Stored entries:
━━━━━━━━━━━━━━━━━━━━

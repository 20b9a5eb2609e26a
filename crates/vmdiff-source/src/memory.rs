//! Memory plugin output loading.
//!
//! A memory-analysis framework runs each plugin over both memory images and
//! leaves its JSON rows in one directory as `from-<plugin>.json` and
//! `to-<plugin>.json`. The process list is mandatory; the environment and
//! command-line plugins are read only when requested.

use std::fs::File;
use std::io::BufReader;
use std::path::{Path, PathBuf};

use serde::de::DeserializeOwned;
use serde_json::Value;
use tracing::{debug, info};
use vmdiff_diff::{CommandLine, EnvironmentVariable, ProcessRecord, ProcessSnapshot};

use crate::error::{SourceError, SourceResult};

pub const PSLIST_PLUGIN: &str = "windows.pslist.PsList";
pub const ENVARS_PLUGIN: &str = "windows.envars.Envars";
pub const CMDLINE_PLUGIN: &str = "windows.cmdline.CmdLine";

/// Plugins loaded when a run names none.
pub const DEFAULT_PLUGINS: [&str; 3] = [PSLIST_PLUGIN, ENVARS_PLUGIN, CMDLINE_PLUGIN];

/// Nested rows emitted by tree-shaped plugin renderers.
const CHILDREN_FIELD: &str = "__children";

#[derive(Clone, Copy, Debug, PartialEq, Eq)]
enum Side {
    Before,
    After,
}

impl Side {
    fn prefix(self) -> &'static str {
        match self {
            Self::Before => "from",
            Self::After => "to",
        }
    }
}

/// Process snapshots of the two memory images.
#[derive(Clone, Debug, Default, PartialEq)]
pub struct MemorySnapshots {
    pub before: ProcessSnapshot,
    pub after: ProcessSnapshot,
}

impl MemorySnapshots {
    /// Load plugin output from `dir`.
    ///
    /// The process list is always read. Environment and command-line output
    /// is read when its plugin appears in `plugins`; other plugin names are
    /// ignored.
    pub fn load<S: AsRef<str>>(dir: &Path, plugins: &[S]) -> SourceResult<Self> {
        let wanted = |name: &str| plugins.iter().any(|p| p.as_ref() == name);
        let mut snapshots = Self::default();

        for side in [Side::Before, Side::After] {
            let snapshot = match side {
                Side::Before => &mut snapshots.before,
                Side::After => &mut snapshots.after,
            };
            snapshot.processes = load_process_list(&plugin_path(dir, side, PSLIST_PLUGIN))?;
            if wanted(ENVARS_PLUGIN) {
                snapshot.environment =
                    load_rows::<EnvironmentVariable>(&plugin_path(dir, side, ENVARS_PLUGIN))?;
            }
            if wanted(CMDLINE_PLUGIN) {
                snapshot.command_lines =
                    load_rows::<CommandLine>(&plugin_path(dir, side, CMDLINE_PLUGIN))?;
            }
        }

        for name in plugins.iter().map(AsRef::as_ref) {
            if !DEFAULT_PLUGINS.contains(&name) {
                debug!(plugin = name, "plugin output not used for diffing");
            }
        }

        info!(
            dir = %dir.display(),
            before = snapshots.before.processes.len(),
            after = snapshots.after.processes.len(),
            "loaded memory snapshots"
        );
        Ok(snapshots)
    }
}

fn plugin_path(dir: &Path, side: Side, plugin: &str) -> PathBuf {
    dir.join(format!("{}-{plugin}.json", side.prefix()))
}

fn read_json<T: DeserializeOwned>(path: &Path) -> SourceResult<T> {
    if !path.is_file() {
        return Err(SourceError::MissingPlugin {
            path: path.to_path_buf(),
        });
    }
    let reader = BufReader::new(File::open(path)?);
    serde_json::from_reader(reader).map_err(|source| SourceError::InvalidPluginOutput {
        path: path.to_path_buf(),
        source,
    })
}

fn load_rows<T: DeserializeOwned>(path: &Path) -> SourceResult<Vec<T>> {
    let rows: Vec<Value> = read_json(path)?;
    let mut flat = Vec::with_capacity(rows.len());
    for row in rows {
        flatten_into(row, &mut flat);
    }
    flat.into_iter()
        .map(|row| {
            serde_json::from_value(Value::Object(row)).map_err(|source| {
                SourceError::InvalidPluginOutput {
                    path: path.to_path_buf(),
                    source,
                }
            })
        })
        .collect()
}

fn load_process_list(path: &Path) -> SourceResult<Vec<ProcessRecord>> {
    load_rows(path)
}

/// Hoist nested `__children` rows so every row stands alone.
fn flatten_into(row: Value, out: &mut Vec<serde_json::Map<String, Value>>) {
    let Value::Object(mut record) = row else {
        return;
    };
    let children = record.remove(CHILDREN_FIELD);
    out.push(record);
    if let Some(Value::Array(children)) = children {
        for child in children {
            flatten_into(child, out);
        }
    }
}
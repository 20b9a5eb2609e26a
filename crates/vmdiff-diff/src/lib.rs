//! Diff engine for vmdiff.
//!
//! Compares two captured system states entity by entity and renders each
//! change as a self-describing unified patch. Filesystem entities are
//! compared on stat attributes, timestamps, extended attributes and content;
//! processes are compared as canonical JSON records.
//!
//! # Key Types
//!
//! - [`EntityDiffer`] -- Contract shared by both entity spaces
//! - [`FileSystemDiffer`] / [`DiffOptions`] -- Path-keyed snapshot comparison
//! - [`ProcessDiffer`] / [`ProcessSnapshot`] -- Process-list comparison
//! - [`UnifiedDiff`] -- Status and line counts parsed from a merged body
//! - [`ContentHasher`] / [`Digest`] -- Domain-separated BLAKE3 hashing

pub mod content;
pub mod error;
pub mod filesystem;
pub mod hasher;
pub mod line_diff;
pub mod options;
pub mod process;
pub mod traits;
pub mod unified;

pub use error::{DiffError, DiffResult};
pub use filesystem::FileSystemDiffer;
pub use hasher::{ContentHasher, Digest};
pub use line_diff::{unified_diff, Context};
pub use options::DiffOptions;
pub use process::{CommandLine, EnvironmentVariable, ProcessDiffer, ProcessRecord, ProcessSnapshot};
pub use traits::{EntityDiffer, EntitySpace};
pub use unified::UnifiedDiff;
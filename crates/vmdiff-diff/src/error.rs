//! Error types for the diff crate.

/// Errors that can occur while setting up or running a differ.
///
/// Per-entity problems (unreadable streams, oversized files) are not errors:
/// they are logged and degrade the entity's diff instead.
#[derive(Debug, thiserror::Error)]
pub enum DiffError {
    /// The process suppression pattern did not compile.
    #[error("invalid process filter regex: {0}")]
    InvalidRegex(#[from] regex::Error),

    /// Serialization or deserialization error.
    #[error("serialization error: {0}")]
    Serialization(String),
}

/// Convenience alias for diff results.
pub type DiffResult<T> = Result<T, DiffError>;
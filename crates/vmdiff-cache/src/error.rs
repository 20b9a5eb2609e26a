//! Error types for the diff cache.

use std::path::PathBuf;
use std::time::Duration;

/// Errors that can occur while writing or reading the cache.
///
/// A missing key is not an error: lookups return `Ok(None)`.
#[derive(Debug, thiserror::Error)]
pub enum CacheError {
    /// A key cannot be mapped to a location inside the cache.
    #[error("invalid cache key: {0:?}")]
    InvalidKey(String),

    /// The cache was read before a writer finished it.
    #[error("cache at {} not ready after {waited:?}", path.display())]
    NotReady {
        /// The run directory that was polled.
        path: PathBuf,
        /// How long the caller waited.
        waited: Duration,
    },

    /// Tree index (de)serialization failed.
    #[error("JSON error: {0}")]
    Json(#[from] serde_json::Error),

    /// Walking the body store failed.
    #[error("walk error: {0}")]
    Walk(#[from] walkdir::Error),

    /// Underlying file I/O failed.
    #[error("I/O error: {0}")]
    Io(#[from] std::io::Error),
}

/// Convenience alias for cache results.
pub type CacheResult<T> = Result<T, CacheError>;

━━━━━━━━━━━━━━━━━━━━

Try it: The answer must be a single number: the count of lines in the entries above that contain "loaded".

Exercise answer: 2